Stored items:
══════════
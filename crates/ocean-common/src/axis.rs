//! Coordinate axis roles.

use std::fmt;
use std::str::FromStr;

use serde::{Deserialize, Deserializer, Serialize, Serializer};

use crate::error::SchemaError;

/// Categorical role of a coordinate axis.
///
/// Serialized with the single-letter tags the metadata provider reports
/// (`t`, `z`, `y`, `x`); parsing also accepts the long names.
#[derive(Debug, Clone, Copy, PartialEq, Eq, Hash, PartialOrd, Ord)]
pub enum AxisRole {
    Time,
    Depth,
    Latitude,
    Longitude,
}

impl AxisRole {
    /// All roles in the canonical (time, depth, latitude, longitude) order.
    pub const ALL: [AxisRole; 4] = [
        AxisRole::Time,
        AxisRole::Depth,
        AxisRole::Latitude,
        AxisRole::Longitude,
    ];

    /// Provider tag for this role.
    pub fn tag(&self) -> &'static str {
        match self {
            Self::Time => "t",
            Self::Depth => "z",
            Self::Latitude => "y",
            Self::Longitude => "x",
        }
    }

    /// Name used for the coordinate array of this role in a store.
    pub fn canonical_name(&self) -> &'static str {
        match self {
            Self::Time => "time",
            Self::Depth => "depth",
            Self::Latitude => "latitude",
            Self::Longitude => "longitude",
        }
    }

    /// Classify a store dimension name (e.g. from `_ARRAY_DIMENSIONS`).
    ///
    /// Returns `None` for dimensions that play none of the four roles.
    pub fn from_dimension_name(name: &str) -> Option<Self> {
        match name.to_lowercase().as_str() {
            "time" | "t" => Some(Self::Time),
            "depth" | "z" | "lev" | "deptht" => Some(Self::Depth),
            "latitude" | "lat" | "y" => Some(Self::Latitude),
            "longitude" | "lon" | "x" => Some(Self::Longitude),
            _ => None,
        }
    }
}

impl FromStr for AxisRole {
    type Err = SchemaError;

    fn from_str(s: &str) -> Result<Self, Self::Err> {
        match s.to_lowercase().as_str() {
            "t" | "time" => Ok(Self::Time),
            "z" | "depth" => Ok(Self::Depth),
            "y" | "lat" | "latitude" => Ok(Self::Latitude),
            "x" | "lon" | "longitude" => Ok(Self::Longitude),
            _ => Err(SchemaError::UnknownAxis(s.to_string())),
        }
    }
}

impl fmt::Display for AxisRole {
    fn fmt(&self, f: &mut fmt::Formatter<'_>) -> fmt::Result {
        write!(f, "{}", self.canonical_name())
    }
}

impl Serialize for AxisRole {
    fn serialize<S: Serializer>(&self, serializer: S) -> Result<S::Ok, S::Error> {
        serializer.serialize_str(self.tag())
    }
}

impl<'de> Deserialize<'de> for AxisRole {
    fn deserialize<D: Deserializer<'de>>(deserializer: D) -> Result<Self, D::Error> {
        let s = String::deserialize(deserializer)?;
        s.parse().map_err(serde::de::Error::custom)
    }
}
══════════
**YOUR TASK:** Repeat the records word for word.

**OUTPUT OF THE TASK:**
filename crates/ocean-common/src/axis.rs
//! Coordinate axis roles.

use std::fmt;
use std::str::FromStr;

use serde::{Deserialize, Deserializer, Serialize, Serializer};

use crate::error::SchemaError;

/// Categorical role of a coordinate axis.
///
/// Serialized with the single-letter tags the metadata provider reports
/// (`t`, `z`, `y`, `x`); parsing also accepts the long names.
#[derive(Debug, Clone, Copy, PartialEq, Eq, Hash, PartialOrd, Ord)]
pub enum AxisRole {
    Time,
    Depth,
    Latitude,
    Longitude,
}

impl AxisRole {
    /// All roles in the canonical (time, depth, latitude, longitude) order.
    pub const ALL: [AxisRole; 4] = [
        AxisRole::Time,
        AxisRole::Depth,
        AxisRole::Latitude,
        AxisRole::Longitude,
    ];

    /// Provider tag for this role.
    pub fn tag(&self) -> &'static str {
        match self {
            Self::Time => "t",
            Self::Depth => "z",
            Self::Latitude => "y",
            Self::Longitude => "x",
        }
    }

    /// Name used for the coordinate array of this role in a store.
    pub fn canonical_name(&self) -> &'static str {
        match self {
            Self::Time => "time",
            Self::Depth => "depth",
            Self::Latitude => "latitude",
            Self::Longitude => "longitude",
        }
    }

    /// Classify a store dimension name (e.g. from `_ARRAY_DIMENSIONS`).
    ///
    /// Returns `None` for dimensions that play none of the four roles.
    pub fn from_dimension_name(name: &str) -> Option<Self> {
        match name.to_lowercase().as_str() {
            "time" | "t" => Some(Self::Time),
            "depth" | "z" | "lev" | "deptht" => Some(Self::Depth),
            "latitude" | "lat" | "y" => Some(Self::Latitude),
            "longitude" | "lon" | "x" => Some(Self::Longitude),
            _ => None,
        }
    }
}

impl FromStr for AxisRole {
    type Err = SchemaError;

    fn from_str(s: &str) -> Result<Self, Self::Err> {
        match s.to_lowercase().as_str() {
            "t" | "time" => Ok(Self::Time),
            "z" | "depth" => Ok(Self::Depth),
            "y" | "lat" | "latitude" => Ok(Self::Latitude),
            "x" | "lon" | "longitude" => Ok(Self::Longitude),
            _ => Err(SchemaError::UnknownAxis(s.to_string())),
        }
    }
}

impl fmt::Display for AxisRole {
    fn fmt(&self, f: &mut fmt::Formatter<'_>) -> fmt::Result {
        write!(f, "{}", self.canonical_name())
    }
}

impl Serialize for AxisRole {
    fn serialize<S: Serializer>(&self, serializer: S) -> Result<S::Ok, S::Error> {
        serializer.serialize_str(self.tag())
    }
}

impl<'de> Deserialize<'de> for AxisRole {
    fn deserialize<D: Deserializer<'de>>(deserializer: D) -> Result<Self, D::Error> {
        let s = String::deserialize(deserializer)?;
        s.parse().map_err(serde::de::Error::custom)
    }
}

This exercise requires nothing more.